CN112163508A

CN112163508A - Character recognition method and system based on real scene and OCR terminal

Info

Publication number: CN112163508A
Application number: CN202011023019.XA
Authority: CN
Inventors: 张昊博; 杨军; 王滨; 周娜; 乔彩丽
Original assignee: CETC 15 Research Institute
Current assignee: CETC 15 Research Institute
Priority date: 2020-09-25
Filing date: 2020-09-25
Publication date: 2021-01-01

Abstract

The invention discloses a character recognition method and system based on a real scene and an OCR terminal. The method comprises the following steps: acquiring picture data in a real office scene; carrying out binarization processing on the picture data; training a CTPN model through the picture data after binarization processing; carrying out character region detection by using the trained CTPN model; training a DenseNet + CTC model through the detected character area; and performing character recognition by using the trained DenseNet + CTC model. According to the method, the picture data in the real office scene is acquired, an effective character detection and character recognition model is constructed for training, the trained deep learning model is used as a tool, an OCR tool terminal is built, a user can define a recognition area by himself, the working efficiency is improved, and meanwhile the recognition accuracy of the model is improved.

Description

Character recognition method and system based on real scene and OCR terminal

Technical Field

The invention relates to the field of character recognition, in particular to a character recognition method and system based on a real scene and an OCR terminal.

Background

With the rapid development of computers and information technologies, the process of forming human-understandable biological signals by processing visual signals by neurons of the brain by simulating human eyes is developed, and the application of image recognition technology is gradually expanded to a plurality of fields, and especially plays an increasingly important role in a plurality of fields such as biological recognition, image-text recognition and article recognition. Generally, image recognition technology mainly refers to processing a captured system front-end picture according to a set target by using a computer, in the field of artificial intelligence, a neural network is the most widely applied in the field of image recognition, and vector or raster coding of an image is converted into a feature vector representing characteristics of an object. Neural network models can compute and analyze these constructs by first simplifying the image and extracting the most important information, and then organizing the data by feature extraction and classification. Finally, neural network models decide by classification, prediction or other algorithms which class images or belong to or how best to describe them. The neural network model can realize several large plates such as face recognition, image detection, image retrieval, target tracking, style migration and the like. Among them, the functions of face recognition, image classification, and character recognition have achieved very excellent recognition results through long-term iterative development.

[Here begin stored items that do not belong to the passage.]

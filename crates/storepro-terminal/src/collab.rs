//! # Collaborator Traits
//!
//! The session engine talks to the outside world through three async
//! traits: the product catalog, the sale journal and the receipt printer.
//! Production wires them to SQLite repositories and a hardware printer;
//! tests wire in fakes that fail on command.

use async_trait::async_trait;
use chrono::{DateTime, Utc};

use crate::error::BoxError;
use storepro_core::types::{NewSale, Product, Sale};

// =============================================================================
// Product Catalog
// =============================================================================

/// Read-only product lookup.
///
/// `Ok(None)` / an empty Vec means "no match"; `Err` means the catalog
/// itself failed (disk, network, ...).
#[async_trait]
pub trait ProductCatalog: Send + Sync {
    /// Looks up a single product by SKU.
    async fn find_by_sku(&self, sku: &str) -> Result<Option<Product>, BoxError>;

    /// Finds products whose name starts with the given prefix.
    async fn find_by_name_prefix(
        &self,
        prefix: &str,
        limit: u32,
    ) -> Result<Vec<Product>, BoxError>;
}

// =============================================================================
// Sale Journal
// =============================================================================

/// Durable storage for committed sales.
#[async_trait]
pub trait SaleJournal: Send + Sync {
    /// Persists the sale and all of its items atomically, returning the
    /// stored sale with its assigned id. All-or-nothing: on `Err`, nothing
    /// was persisted.
    async fn save_sale_atomic(&self, sale: &NewSale) -> Result<Sale, BoxError>;

    /// Returns all sales with `start <= timestamp < end`, oldest first.
    async fn sales_in_range(
        &self,
        start: DateTime<Utc>,
        end: DateTime<Utc>,
    ) -> Result<Vec<Sale>, BoxError>;
}

// =============================================================================
// Receipt Printer
// =============================================================================

/// A line printer for finished documents.
///
/// Printing happens after commit; a printer failure never un-commits a
/// sale, the document can simply be re-printed.
#[async_trait]
pub trait ReceiptPrinter: Send + Sync {
    /// Sends a rendered document to the printer.
    async fn print(&mut self, document: &str) -> Result<(), BoxError>;

    /// Cuts the paper.
    async fn cut(&mut self) -> Result<(), BoxError>;

    /// Flushes any buffered output to the device.
    async fn flush(&mut self) -> Result<(), BoxError>;
}

/// A printer that swallows everything. For headless terminals and tests.
#[derive(Debug, Default, Clone, Copy)]
pub struct NullPrinter;

#[async_trait]
impl ReceiptPrinter for NullPrinter {
    async fn print(&mut self, _document: &str) -> Result<(), BoxError> {
        Ok(())
    }

    async fn cut(&mut self) -> Result<(), BoxError> {
        Ok(())
    }

    async fn flush(&mut self) -> Result<(), BoxError> {
        Ok(())
    }
}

Optical Character Recognition (OCR) has emerged many conventional resolution algorithms before the advent of neural networks. The character recognition mainly comprises two parts of text detection and text recognition, and the accuracy of character recognition is improved when the deep neural network is widely applied. Opencv is a computer vision tool providing a full platform interface, is dedicated to real-time application in the real world, and has wide application range and strong executable capability; Tesseract-OCR is a recognition engine maintained by Google developed by the HP laboratory, developing a library of characters for recognition that encompasses almost all of the world's mainstream languages to date. OCR technology has been applied to various scenes in the office field. Overall, OCR technology can solve existing common tasks, but for some specific needs (e.g. certain fixed areas in the picture) the character recognition is not perfect.

Disclosure of Invention

Based on this, the invention aims to provide a character recognition method and system based on a real scene and an OCR terminal, so as to improve the character detection level and the character recognition accuracy.

In order to achieve the purpose, the invention provides the following scheme:

a character recognition method based on real scenes comprises the following steps:

acquiring picture data in a real office scene;

carrying out binarization processing on the picture data;

training a CTPN model through the picture data after binarization processing;

carrying out character region detection by using the trained CTPN model;

training a DenseNet + CTC model through the detected character area;

and performing character recognition by using the trained DenseNet + CTC model.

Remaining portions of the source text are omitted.